• _Your goal_:
Every line below that contains the word "PredictionCache" must be copied.

• _Source material_:
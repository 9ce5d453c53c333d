pub mod cache;
pub mod classifier;
pub mod process;

pub use cache::PredictionCache;
pub use classifier::{prepare_input, Classifier, Detector, NoDetector};
pub use process::ProcessClassifier;

use crate::error::{AerialError, Result};
use crate::export::overlay::OverlayRenderer;
use crate::scanner::ImageInfo;
use aerial_classify_common::{
    build_grid, build_result, score_region, AnalysisResult, DetectedObject, DetectionConfig,
    FailureStage, ImageFailure, ImageOutcome, PipelineConfig, Prediction, RegionRect, RunReport,
    ScoredRegion,
};
use cache::compute_file_hash;
use image::DynamicImage;
use indicatif::{ProgressBar, ProgressStyle};
use std::path::PathBuf;

/// 解析オプション
#[derive(Debug, Clone, Default)]
pub struct AnalyzeOptions {
    /// オーバーレイ画像の出力先（None なら描画しない）
    pub overlay_dir: Option<PathBuf>,
    /// オーバーレイの文字に使うフォント（None なら既知の場所を探す）
    pub font_path: Option<PathBuf>,
    pub show_progress: bool,
    pub verbose: bool,
}

/// 予測キャッシュと対象画像のハッシュ
pub struct CacheContext<'a> {
    pub cache: &'a mut PredictionCache,
    pub image_hash: String,
}

/// 1画像を解析する
///
/// 領域は行優先で1つずつ分類する。分類器の失敗はその領域だけを
/// 予測なしとして扱い、画像の処理は続ける。
pub async fn analyze_image<C: Classifier>(
    image_id: &str,
    image: &DynamicImage,
    config: &PipelineConfig,
    classifier: &mut C,
    mut cache: Option<CacheContext<'_>>,
) -> Result<AnalysisResult> {
    let (width, height) = (image.width(), image.height());
    let regions = build_grid(width, height, config.grid_size)?;

    let mut scored = Vec::with_capacity(regions.len());
    for region in regions {
        let (predictions, failed) = classify_region(
            image_id,
            image,
            region.rect,
            &region.id,
            config.top_k,
            classifier,
            cache.as_mut(),
        )
        .await;

        let categorization = score_region(&predictions, &config.taxonomy, &config.scoring, config.dominance);
        log::debug!(
            "{} {}: {:?} (予測{}件)",
            image_id,
            region.id,
            categorization.categories,
            predictions.len()
        );

        scored.push(ScoredRegion {
            region,
            predictions,
            categorization,
            failed,
        });
    }

    let whole_image = match config.whole_image_top_k {
        Some(top_k) => {
            let rect = RegionRect { x: 0, y: 0, width, height };
            let (predictions, _) = classify_region(
                image_id,
                image,
                rect,
                "全体",
                top_k,
                classifier,
                cache.as_mut(),
            )
            .await;
            Some(score_region(&predictions, &config.taxonomy, &config.scoring, false))
        }
        None => None,
    };

    Ok(build_result(
        image_id,
        width,
        height,
        config,
        &scored,
        whole_image.as_ref(),
    ))
}

async fn classify_region<C: Classifier>(
    image_id: &str,
    image: &DynamicImage,
    rect: RegionRect,
    region_id: &str,
    top_k: usize,
    classifier: &mut C,
    cache: Option<&mut CacheContext<'_>>,
) -> (Vec<Prediction>, bool) {
    let key = cache
        .as_ref()
        .map(|c| PredictionCache::key(&c.image_hash, rect, top_k));

    if let (Some(ctx), Some(key)) = (cache.as_ref(), key.as_ref()) {
        if let Some(predictions) = ctx.cache.get(key) {
            return (predictions.to_vec(), false);
        }
    }

    let input = prepare_input(image, rect);
    match classifier.classify(&input, top_k).await {
        Ok(predictions) => {
            if let (Some(ctx), Some(key)) = (cache, key) {
                ctx.cache.insert(key, image_id, predictions.clone());
            }
            (predictions, false)
        }
        Err(e) => {
            log::warn!("{} {}: 分類に失敗、予測なしとして続行: {}", image_id, region_id, e);
            (Vec::new(), true)
        }
    }
}

/// 物体検出を画像全体に掛け、閾値と対応表で絞り込む
///
/// 検出器の失敗は警告を出して検出なしとして扱う。
pub async fn detect_objects<D: Detector>(
    image_id: &str,
    image: &DynamicImage,
    detection: &DetectionConfig,
    detector: &mut D,
) -> Vec<DetectedObject> {
    match detector.detect(&image.to_rgb8()).await {
        Ok(detections) => {
            let objects = detection.filter(&detections);
            log::debug!(
                "{}: 検出{}件のうち{}件を採用",
                image_id,
                detections.len(),
                objects.len()
            );
            objects
        }
        Err(e) => {
            log::warn!("{}: 物体検出に失敗、検出なしとして続行: {}", image_id, e);
            Vec::new()
        }
    }
}

/// 画像を順番に解析してレポートを作る（物体検出なし）
///
/// 画像単位の失敗はログに出してレポートに記録し、次の画像へ進む。
pub async fn analyze_images<C: Classifier>(
    images: &[ImageInfo],
    config: &PipelineConfig,
    classifier: &mut C,
    cache: Option<&mut PredictionCache>,
    options: &AnalyzeOptions,
) -> Result<RunReport> {
    analyze_images_with_detector::<C, NoDetector>(images, config, classifier, None, cache, options).await
}

/// 画像を順番に解析してレポートを作る
///
/// 設定に物体検出があり検出器が渡された場合だけ、画像ごとに検出する。
pub async fn analyze_images_with_detector<C: Classifier, D: Detector>(
    images: &[ImageInfo],
    config: &PipelineConfig,
    classifier: &mut C,
    mut detector: Option<&mut D>,
    mut cache: Option<&mut PredictionCache>,
    options: &AnalyzeOptions,
) -> Result<RunReport> {
    config.validate()?;

    if config.detection.is_some() && detector.is_none() {
        log::warn!("物体検出器がないため、物体検出を行いません");
    }

    let renderer = match &options.overlay_dir {
        Some(dir) => {
            std::fs::create_dir_all(dir)?;
            Some(OverlayRenderer::load(options.font_path.as_deref())?)
        }
        None => None,
    };

    let progress = if options.show_progress {
        let pb = ProgressBar::new(images.len() as u64);
        if let Ok(style) = ProgressStyle::with_template("{bar:40.cyan/blue} {pos}/{len} {msg}") {
            pb.set_style(style);
        }
        pb
    } else {
        ProgressBar::hidden()
    };

    let mut report = RunReport::default();

    for image_info in images {
        progress.set_message(image_info.file_name.clone());
        let outcome = analyze_one(
            image_info,
            config,
            classifier,
            detector.as_deref_mut(),
            cache.as_deref_mut(),
            renderer.as_ref(),
            options,
        )
        .await;

        match &outcome {
            ImageOutcome::Analyzed(result) => {
                if options.verbose {
                    progress.println(format!(
                        "  {}: {}カテゴリ / {}/{}領域 / 物体{}件",
                        result.image_id,
                        result.aggregate.all_categories.len(),
                        result.aggregate.active_region_count,
                        result.aggregate.total_region_count,
                        result.objects.len()
                    ));
                }
            }
            ImageOutcome::Failed(failure) => {
                log::error!("{}: {}", failure.image_id, failure.message);
            }
        }

        report.push(outcome);
        progress.inc(1);
    }

    progress.finish_and_clear();
    Ok(report)
}

async fn analyze_one<C: Classifier, D: Detector>(
    image_info: &ImageInfo,
    config: &PipelineConfig,
    classifier: &mut C,
    detector: Option<&mut D>,
    cache: Option<&mut PredictionCache>,
    renderer: Option<&OverlayRenderer>,
    options: &AnalyzeOptions,
) -> ImageOutcome {
    let image_id = image_info.file_name.as_str();
    let failed = |stage: FailureStage, message: String| {
        ImageOutcome::Failed(ImageFailure {
            image_id: image_id.to_string(),
            stage,
            message,
        })
    };

    let image = match image::open(&image_info.path) {
        Ok(image) => image,
        Err(e) => return failed(FailureStage::Load, AerialError::ImageLoad(e.to_string()).to_string()),
    };

    if let Err(e) = config.validate_image(image.width(), image.height()) {
        return failed(FailureStage::Grid, e.to_string());
    }

    let cache_context = match cache {
        Some(cache) => match compute_file_hash(&image_info.path) {
            Ok(image_hash) => Some(CacheContext { cache, image_hash }),
            Err(e) => {
                log::warn!("{}: ハッシュ計算に失敗、キャッシュを使いません: {}", image_id, e);
                None
            }
        },
        None => None,
    };

    let mut result = match analyze_image(image_id, &image, config, classifier, cache_context).await {
        Ok(result) => result,
        Err(e) => return failed(FailureStage::Analyze, e.to_string()),
    };
    result.file_path = image_info.path.display().to_string();

    if let (Some(detection), Some(detector)) = (&config.detection, detector) {
        result.objects = detect_objects(image_id, &image, detection, detector).await;
    }

    if let (Some(dir), Some(renderer)) = (&options.overlay_dir, renderer) {
        let path = dir.join(image_info.overlay_file_name());
        match renderer.save(&image, &result, config, &path) {
            Ok(()) => result.overlay_path = Some(path.display().to_string()),
            Err(e) => log::warn!("{}: オーバーレイ生成に失敗: {}", image_id, e),
        }
    }

    ImageOutcome::Analyzed(Box::new(result))
}
pub mod analyzer;
pub mod cli;
pub mod config;
pub mod error;
pub mod export;
pub mod scanner;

• _Solution to this exercise_:
pub use cache::PredictionCache;
    pub cache: &'a mut PredictionCache,
        .map(|c| PredictionCache::key(&c.image_hash, rect, top_k));
    cache: Option<&mut PredictionCache>,
    mut cache: Option<&mut PredictionCache>,
    cache: Option<&mut PredictionCache>,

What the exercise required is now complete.